Top of Data under study

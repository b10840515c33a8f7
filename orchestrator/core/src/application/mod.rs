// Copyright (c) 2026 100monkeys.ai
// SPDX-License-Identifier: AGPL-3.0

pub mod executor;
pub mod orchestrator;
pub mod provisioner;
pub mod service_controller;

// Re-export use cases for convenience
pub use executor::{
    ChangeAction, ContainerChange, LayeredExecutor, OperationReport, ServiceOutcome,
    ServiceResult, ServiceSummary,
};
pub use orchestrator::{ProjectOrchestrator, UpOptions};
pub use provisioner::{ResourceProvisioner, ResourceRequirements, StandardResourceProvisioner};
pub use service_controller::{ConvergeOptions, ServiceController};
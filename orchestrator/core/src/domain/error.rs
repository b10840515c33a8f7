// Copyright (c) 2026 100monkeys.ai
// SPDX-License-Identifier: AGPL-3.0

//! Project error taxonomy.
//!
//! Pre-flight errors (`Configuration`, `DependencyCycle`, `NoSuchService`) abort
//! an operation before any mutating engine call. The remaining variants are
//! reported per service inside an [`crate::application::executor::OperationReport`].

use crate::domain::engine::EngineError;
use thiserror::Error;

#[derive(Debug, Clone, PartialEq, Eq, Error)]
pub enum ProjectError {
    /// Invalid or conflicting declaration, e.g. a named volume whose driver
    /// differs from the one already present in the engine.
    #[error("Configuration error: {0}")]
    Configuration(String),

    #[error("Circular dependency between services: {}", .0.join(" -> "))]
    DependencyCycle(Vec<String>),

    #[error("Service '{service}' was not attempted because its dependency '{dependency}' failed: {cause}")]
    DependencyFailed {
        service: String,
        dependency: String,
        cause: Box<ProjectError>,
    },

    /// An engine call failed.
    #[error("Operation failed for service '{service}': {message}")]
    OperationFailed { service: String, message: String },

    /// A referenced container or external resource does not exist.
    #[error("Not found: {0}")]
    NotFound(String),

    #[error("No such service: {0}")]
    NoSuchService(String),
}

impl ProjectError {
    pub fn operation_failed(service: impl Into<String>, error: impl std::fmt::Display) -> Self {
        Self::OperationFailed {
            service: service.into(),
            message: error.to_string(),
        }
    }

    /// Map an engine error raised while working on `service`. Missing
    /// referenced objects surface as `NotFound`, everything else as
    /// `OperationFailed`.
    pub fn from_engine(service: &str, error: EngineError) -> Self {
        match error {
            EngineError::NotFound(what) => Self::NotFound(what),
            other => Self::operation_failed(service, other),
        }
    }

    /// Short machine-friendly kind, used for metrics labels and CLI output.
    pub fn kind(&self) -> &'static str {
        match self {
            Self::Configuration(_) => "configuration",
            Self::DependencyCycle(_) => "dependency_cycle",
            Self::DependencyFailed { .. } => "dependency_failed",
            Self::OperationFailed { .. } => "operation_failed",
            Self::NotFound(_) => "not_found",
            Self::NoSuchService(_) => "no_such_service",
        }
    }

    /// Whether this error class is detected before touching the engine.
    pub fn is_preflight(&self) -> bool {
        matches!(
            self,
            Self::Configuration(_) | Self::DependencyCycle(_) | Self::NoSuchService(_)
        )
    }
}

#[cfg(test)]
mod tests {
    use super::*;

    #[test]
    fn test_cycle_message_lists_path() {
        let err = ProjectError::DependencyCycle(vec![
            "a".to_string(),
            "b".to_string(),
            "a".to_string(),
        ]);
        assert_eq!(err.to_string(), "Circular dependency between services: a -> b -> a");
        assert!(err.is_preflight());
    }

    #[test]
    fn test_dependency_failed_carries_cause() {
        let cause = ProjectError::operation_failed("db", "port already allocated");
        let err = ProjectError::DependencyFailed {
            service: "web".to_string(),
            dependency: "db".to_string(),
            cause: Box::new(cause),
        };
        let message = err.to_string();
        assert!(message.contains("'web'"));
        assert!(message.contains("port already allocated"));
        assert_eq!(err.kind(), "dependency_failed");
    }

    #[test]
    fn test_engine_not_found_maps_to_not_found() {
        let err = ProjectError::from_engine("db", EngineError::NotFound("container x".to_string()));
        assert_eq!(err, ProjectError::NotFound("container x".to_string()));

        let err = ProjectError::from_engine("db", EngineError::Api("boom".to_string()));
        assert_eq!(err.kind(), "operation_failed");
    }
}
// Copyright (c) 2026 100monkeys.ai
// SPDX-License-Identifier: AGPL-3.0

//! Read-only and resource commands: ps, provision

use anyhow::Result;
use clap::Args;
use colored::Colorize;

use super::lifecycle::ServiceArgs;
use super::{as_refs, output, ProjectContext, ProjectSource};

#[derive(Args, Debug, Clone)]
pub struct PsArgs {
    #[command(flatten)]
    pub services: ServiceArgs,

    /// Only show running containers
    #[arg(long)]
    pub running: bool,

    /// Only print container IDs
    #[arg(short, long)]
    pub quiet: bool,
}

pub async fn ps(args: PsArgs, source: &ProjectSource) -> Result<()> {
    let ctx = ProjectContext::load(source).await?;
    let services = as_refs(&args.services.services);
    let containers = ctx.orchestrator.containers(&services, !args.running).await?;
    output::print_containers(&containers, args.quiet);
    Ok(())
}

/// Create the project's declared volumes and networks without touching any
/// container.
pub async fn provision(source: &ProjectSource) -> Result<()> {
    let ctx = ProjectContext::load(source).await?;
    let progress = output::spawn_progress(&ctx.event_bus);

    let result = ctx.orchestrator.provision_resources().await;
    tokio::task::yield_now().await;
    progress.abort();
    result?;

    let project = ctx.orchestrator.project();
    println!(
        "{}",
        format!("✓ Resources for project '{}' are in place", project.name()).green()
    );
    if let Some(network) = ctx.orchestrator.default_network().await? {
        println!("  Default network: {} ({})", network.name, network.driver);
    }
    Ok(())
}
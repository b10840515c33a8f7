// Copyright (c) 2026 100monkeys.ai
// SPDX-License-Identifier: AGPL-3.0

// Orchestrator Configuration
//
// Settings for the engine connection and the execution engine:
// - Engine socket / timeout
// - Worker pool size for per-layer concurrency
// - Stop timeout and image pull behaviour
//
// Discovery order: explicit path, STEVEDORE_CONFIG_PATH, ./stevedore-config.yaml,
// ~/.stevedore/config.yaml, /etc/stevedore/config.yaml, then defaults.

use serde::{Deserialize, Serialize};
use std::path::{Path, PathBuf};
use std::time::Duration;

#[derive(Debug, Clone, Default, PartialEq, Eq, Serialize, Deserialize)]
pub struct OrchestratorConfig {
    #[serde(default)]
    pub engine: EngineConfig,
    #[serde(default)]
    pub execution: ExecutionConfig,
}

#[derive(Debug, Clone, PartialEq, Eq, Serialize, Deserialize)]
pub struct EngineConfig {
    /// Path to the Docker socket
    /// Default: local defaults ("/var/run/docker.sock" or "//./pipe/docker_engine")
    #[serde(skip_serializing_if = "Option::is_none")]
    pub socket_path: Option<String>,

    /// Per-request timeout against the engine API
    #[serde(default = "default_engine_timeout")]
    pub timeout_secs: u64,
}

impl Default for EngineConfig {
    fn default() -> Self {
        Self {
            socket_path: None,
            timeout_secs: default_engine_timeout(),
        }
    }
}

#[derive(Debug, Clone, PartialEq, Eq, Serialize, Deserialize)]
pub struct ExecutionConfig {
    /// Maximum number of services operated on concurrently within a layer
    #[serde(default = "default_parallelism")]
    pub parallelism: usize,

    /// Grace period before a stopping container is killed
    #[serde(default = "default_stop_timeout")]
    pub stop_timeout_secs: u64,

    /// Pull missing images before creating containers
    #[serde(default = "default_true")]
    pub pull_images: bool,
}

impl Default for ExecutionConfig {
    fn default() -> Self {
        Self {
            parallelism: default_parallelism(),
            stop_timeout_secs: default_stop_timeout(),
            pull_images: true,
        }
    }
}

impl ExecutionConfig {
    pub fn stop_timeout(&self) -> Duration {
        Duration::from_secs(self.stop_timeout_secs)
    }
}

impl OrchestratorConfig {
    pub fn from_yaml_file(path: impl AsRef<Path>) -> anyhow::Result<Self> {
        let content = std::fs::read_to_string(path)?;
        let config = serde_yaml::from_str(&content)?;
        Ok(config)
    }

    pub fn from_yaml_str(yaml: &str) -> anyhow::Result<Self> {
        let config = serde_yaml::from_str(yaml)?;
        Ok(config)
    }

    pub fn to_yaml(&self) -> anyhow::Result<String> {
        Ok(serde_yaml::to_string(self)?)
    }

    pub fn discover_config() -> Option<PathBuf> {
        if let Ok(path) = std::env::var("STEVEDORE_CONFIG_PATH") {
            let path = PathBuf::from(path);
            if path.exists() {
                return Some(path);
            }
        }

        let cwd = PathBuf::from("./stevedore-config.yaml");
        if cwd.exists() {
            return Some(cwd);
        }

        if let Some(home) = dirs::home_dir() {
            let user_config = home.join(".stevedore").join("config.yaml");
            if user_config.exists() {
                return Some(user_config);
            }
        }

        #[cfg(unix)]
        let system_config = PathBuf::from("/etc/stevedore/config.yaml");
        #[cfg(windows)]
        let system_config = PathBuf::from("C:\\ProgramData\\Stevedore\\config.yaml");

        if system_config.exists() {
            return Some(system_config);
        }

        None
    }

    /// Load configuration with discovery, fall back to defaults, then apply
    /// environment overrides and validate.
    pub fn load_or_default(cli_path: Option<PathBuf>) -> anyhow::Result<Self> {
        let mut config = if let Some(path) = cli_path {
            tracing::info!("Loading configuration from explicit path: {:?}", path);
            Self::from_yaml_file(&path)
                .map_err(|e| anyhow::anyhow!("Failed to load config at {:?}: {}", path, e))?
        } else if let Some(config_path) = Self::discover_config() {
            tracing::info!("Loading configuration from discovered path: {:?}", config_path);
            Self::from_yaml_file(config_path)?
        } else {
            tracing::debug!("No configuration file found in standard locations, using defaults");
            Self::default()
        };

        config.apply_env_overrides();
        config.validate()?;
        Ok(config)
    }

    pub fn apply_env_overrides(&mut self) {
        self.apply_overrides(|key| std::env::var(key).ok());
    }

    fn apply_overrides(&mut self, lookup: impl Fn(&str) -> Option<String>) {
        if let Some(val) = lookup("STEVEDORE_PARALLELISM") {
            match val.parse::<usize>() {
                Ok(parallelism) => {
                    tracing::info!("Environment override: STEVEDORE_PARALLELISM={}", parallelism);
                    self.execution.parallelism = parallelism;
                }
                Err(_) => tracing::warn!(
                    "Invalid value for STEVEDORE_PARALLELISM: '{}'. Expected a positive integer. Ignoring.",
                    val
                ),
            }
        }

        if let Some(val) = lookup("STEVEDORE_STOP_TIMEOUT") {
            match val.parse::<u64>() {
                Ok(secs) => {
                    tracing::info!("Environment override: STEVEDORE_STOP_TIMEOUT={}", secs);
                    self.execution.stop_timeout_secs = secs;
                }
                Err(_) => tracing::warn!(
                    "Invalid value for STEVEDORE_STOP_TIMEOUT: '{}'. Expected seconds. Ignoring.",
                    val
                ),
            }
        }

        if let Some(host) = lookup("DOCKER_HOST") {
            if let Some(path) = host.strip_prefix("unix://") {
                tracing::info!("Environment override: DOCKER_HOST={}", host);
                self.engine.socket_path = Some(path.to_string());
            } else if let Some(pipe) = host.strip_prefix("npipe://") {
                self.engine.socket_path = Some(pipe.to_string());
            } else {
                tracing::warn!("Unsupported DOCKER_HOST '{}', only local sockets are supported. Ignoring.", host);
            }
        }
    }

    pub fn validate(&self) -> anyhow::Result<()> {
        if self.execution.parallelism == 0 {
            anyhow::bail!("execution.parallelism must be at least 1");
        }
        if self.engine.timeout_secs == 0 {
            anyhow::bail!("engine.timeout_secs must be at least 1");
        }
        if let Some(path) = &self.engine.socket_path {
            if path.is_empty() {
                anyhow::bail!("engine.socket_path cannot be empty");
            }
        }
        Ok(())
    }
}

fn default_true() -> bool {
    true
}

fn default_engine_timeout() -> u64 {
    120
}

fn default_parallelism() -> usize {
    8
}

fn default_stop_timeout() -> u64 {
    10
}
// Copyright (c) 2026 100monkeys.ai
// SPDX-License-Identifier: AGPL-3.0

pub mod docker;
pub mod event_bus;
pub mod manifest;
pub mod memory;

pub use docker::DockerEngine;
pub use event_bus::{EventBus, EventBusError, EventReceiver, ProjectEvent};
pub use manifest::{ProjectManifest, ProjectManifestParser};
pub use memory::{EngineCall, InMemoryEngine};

Bottom of Data under study

Check each line above for the word "unix", then give only the number of lines that have it.

**Finished exercise**.
2